Tesla is fully correct to ignore H2 and Big Oil is wise to promote it as it is not a practical threat to their billions of profit, like sugar cane based alcohol is. - Renewable fuel, CO2 net negative release, Greater HP in the same IC engine, and many other benefits, the most important of which is the creation of many thousands of low skill jobs for currently unemployed in tropical lands, making them into consumers of first world's products like medicine and electronics, etc. Big Oil has gotten US Congress to make importation of this alcohol illegal and from their POV that was millions well spent.

 

I'm intrigued by the gyroscopic issue if flywheels were to be used in mobile applications. I presume you would have to mount them with a vertical spin axis, to avoid gyro effects when turning left or right. But would you not still get unwanted effects, such as diving forward if a wheel fell into a pothole, or something?

 

I simply do not believe in this Big Oil conspiracy theory of yours. The US is not the world. If it were viable, why do we not see making more progress in other places, especially those with the right climate for sugar cane? What limits its use in Brazil for example? Or Cuba? Not "Big Oil", I think.

 

In Brazil, near “saturation” as only 100% of cars can use alcohol and some wealthy people drive imported cars, which need gasoline. Not sure about Cuba, but lack of distillation centers I would guess. Cuba certainly could grow cane but food and tobacco for cigars to export makes more money per acre. I bet they will be growing sugar cane and building distillation plant soon when the embargo is lifted for the same reason Brazil started*.

Why would big oil not use a tiny fraction of its income to protect sales, via lobbying? Why did Congress make importation of sugar cane alcohol illegal? Why does big oil tell lies like that switching to sugar cane alcohol would destroy the rain forests, etc.

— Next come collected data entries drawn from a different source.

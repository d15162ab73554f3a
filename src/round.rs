// POWERCAP ROUND COLLECTION
// WORKERS COUNT COMMITTED WORK UNITS. THE WORKER WHOSE COMMIT COMPLETES A
// ROUND OF commits_round UNITS IS THE ELECTED COLLECTOR: IT CLOSES THE ROUND
// AND FEEDS THE SAMPLE TO THE GOVERNOR. THE FIRST ROUND IS WARM-UP AND IS
// NEVER REPORTED.

use std::sync::atomic::{AtomicU64, Ordering};
use std::sync::OnceLock;
use std::time::Instant;

use crate::energy::power_watts;
use crate::search::Sample;
use crate::stats::NetStats;

// GRANULARITY OF THE POWER-CAP ERROR ACCUMULATOR
pub const ERROR_SLOT_NS: u64 = 1_000_000_000;

// NANOSECONDS SINCE THE FIRST CALL. ROUND WINDOWS ONLY EVER SUBTRACT TWO READINGS.
pub fn monotonic_ns() -> u64 {
    static EPOCH: OnceLock<Instant> = OnceLock::new();
    EPOCH.get_or_init(Instant::now).elapsed().as_nanos() as u64
}

pub struct RoundCollector {
    commits_round: u64,
    commits: AtomicU64,
}

impl RoundCollector {
    pub fn new(commits_round: u64) -> Self {
        Self { commits_round: commits_round.max(1), commits: AtomicU64::new(0) }
    }

    pub fn commits_round(&self) -> u64 {
        self.commits_round
    }

    pub fn total_commits(&self) -> u64 {
        self.commits.load(Ordering::Relaxed)
    }

    // COUNT ONE UNIT. TRUE FOR EXACTLY ONE CALLER PER ROUND.
    pub fn commit(&self) -> bool {
        let n = self.commits.fetch_add(1, Ordering::AcqRel) + 1;
        n % self.commits_round == 0
    }
}

// TIME/ENERGY BOOKKEEPING BETWEEN ROUNDS. OWNED BY WHOEVER SERIALIZES
// THE ENGINE (THE GOVERNOR LOCK IN THE BINARY).
#[derive(Clone, Debug)]
pub struct RoundWindow {
    power_limit: f64,
    start_ns: u64,
    start_uj: u64,
    slot_start_ns: u64,
    slot_start_uj: u64,
    warmed_up: bool,
    pub net: NetStats,
}

impl RoundWindow {
    pub fn new(power_limit: f64, now_ns: u64, energy_uj: u64) -> Self {
        Self {
            power_limit,
            start_ns: now_ns,
            start_uj: energy_uj,
            slot_start_ns: now_ns,
            slot_start_uj: energy_uj,
            warmed_up: false,
            net: NetStats::default(),
        }
    }

    // CLOSE THE CURRENT ROUND OF commits UNITS. None FOR THE WARM-UP ROUND.
    // NON-POSITIVE POWER IS STILL REPORTED (THE ENGINE DROPS IT) BUT NEVER
    // COUNTS TOWARD THE NET TOTALS.
    pub fn close(&mut self, now_ns: u64, energy_uj: u64, commits: u64) -> Option<Sample> {
        let elapsed_ns = now_ns.saturating_sub(self.start_ns);
        let power = power_watts(self.start_uj, energy_uj, elapsed_ns);
        let delta_uj = energy_uj.wrapping_sub(self.start_uj);
        self.start_ns = now_ns;
        self.start_uj = energy_uj;

        if !self.warmed_up {
            self.warmed_up = true;
            self.slot_start_ns = now_ns;
            self.slot_start_uj = energy_uj;
            return None;
        }

        let throughput = if elapsed_ns == 0 {
            0.0
        } else {
            commits as f64 / (elapsed_ns as f64 / 1e9)
        };

        if power > 0.0 {
            self.net.record_round(elapsed_ns, delta_uj, commits);
            let slot_ns = now_ns.saturating_sub(self.slot_start_ns);
            if slot_ns >= ERROR_SLOT_NS {
                let slot_power = power_watts(self.slot_start_uj, energy_uj, slot_ns);
                if slot_power > 0.0 {
                    self.net.record_error_slot(slot_power, self.power_limit, slot_ns);
                }
                self.slot_start_ns = now_ns;
                self.slot_start_uj = energy_uj;
            }
        } else {
            // RESYNC THE SLOT AFTER A COUNTER WRAP
            self.slot_start_ns = now_ns;
            self.slot_start_uj = energy_uj;
        }

        Some(Sample::new(throughput, power, elapsed_ns))
    }
}

#[cfg(test)]
mod tests {
    use super::*;
    use std::sync::Arc;

    const SEC: u64 = 1_000_000_000;

    #[test]
    fn clock_never_goes_back() {
        let a = monotonic_ns();
        std::thread::sleep(std::time::Duration::from_millis(2));
        let b = monotonic_ns();
        assert!(b >= a + 1_000_000);
    }

    #[test]
    fn exactly_one_collector_per_round() {
        let c = Arc::new(RoundCollector::new(100));
        let handles: Vec<_> = (0..4)
            .map(|_| {
                let c = c.clone();
                std::thread::spawn(move || (0..250).filter(|_| c.commit()).count())
            })
            .collect();
        let elected: usize = handles.into_iter().map(|h| h.join().unwrap()).sum();
        assert_eq!(elected, 10);
        assert_eq!(c.total_commits(), 1000);
    }

    #[test]
    fn first_round_is_warm_up() {
        let mut w = RoundWindow::new(50.0, 0, 0);
        assert!(w.close(SEC, 40_000_000, 1000).is_none());
        let s = w.close(2 * SEC, 80_000_000, 1000).unwrap();
        assert_eq!(s.throughput, 1000.0);
        assert_eq!(s.power, 40.0);
        assert_eq!(s.elapsed_ns, SEC);
        assert_eq!(w.net.commits, 1000);
    }

    #[test]
    fn wrapped_counter_reports_but_does_not_count() {
        let mut w = RoundWindow::new(50.0, 0, 0);
        w.close(SEC, 90_000_000, 10);
        let s = w.close(2 * SEC, 5_000, 10).unwrap();
        assert!(s.power <= 0.0);
        assert_eq!(w.net.commits, 0);
        assert_eq!(w.net.time_ns, 0);
    }

    #[test]
    fn error_accumulates_per_slot() {
        let mut w = RoundWindow::new(50.0, 0, 0);
        w.close(SEC, 0, 10);
        // 60W FOR ONE SECOND: 20% OVER
        w.close(2 * SEC, 60_000_000, 10);
        assert!((w.net.error_pct() - 20.0).abs() < 1e-9);
    }
}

* Under military rule, the generals wanted to conserve foreign exchange for imported weapons and crowd control water cannons, etc., and they had the power to mandate all gasoline stations sell alcohol too. In Cuba that central power exists too, and now that Venezuela is on the verge of collapse it will be used to avoid importing refined oil (gasoline). Currently Cuba supplies doctors, medicines and medical centers to Venezuela and gets paid in crude oil. Cuba does have refineries for that heavy oil.

In fact that is why US and Cuban relations collapsed. Initially US supported Castro. Helped him over throw Batiste, but Big Oil wanted him to buy its oil. That was not very feasible to process in Cuban refineries designed for heavy crude, so Castro refused. It was all down hill from there, which shows how much influence Big Oil has over most government, especially those where bribes are widely accepted and expected. Big Oil has an essentially unlimited supply of money for bribes, but of course in the US they are called “campaign contributions.”

* This might give you a hint as to why Democrats are concerned with global warming, but with few exceptions, (men of principle), Republicans are not and most deny it is man made if it is real.

It is much worse now than in 2006 when that was written. See the bar chart here: https://www.opensecrets.org/lobby/indusclient.php?id=E01 which will not post. but here is the data for 2015:
Total for Oil & Gas: $128,645,515
Total Number of Clients Reported: 188
Total Number of Lobbyists Reported: 780

 

No. As I have noted and NASA planned, you use a pair spining in opposite directions so there is no net angular momentum. Read post 12 to see two different mounting positions for use in cars. (The *** footnote mounting is best.)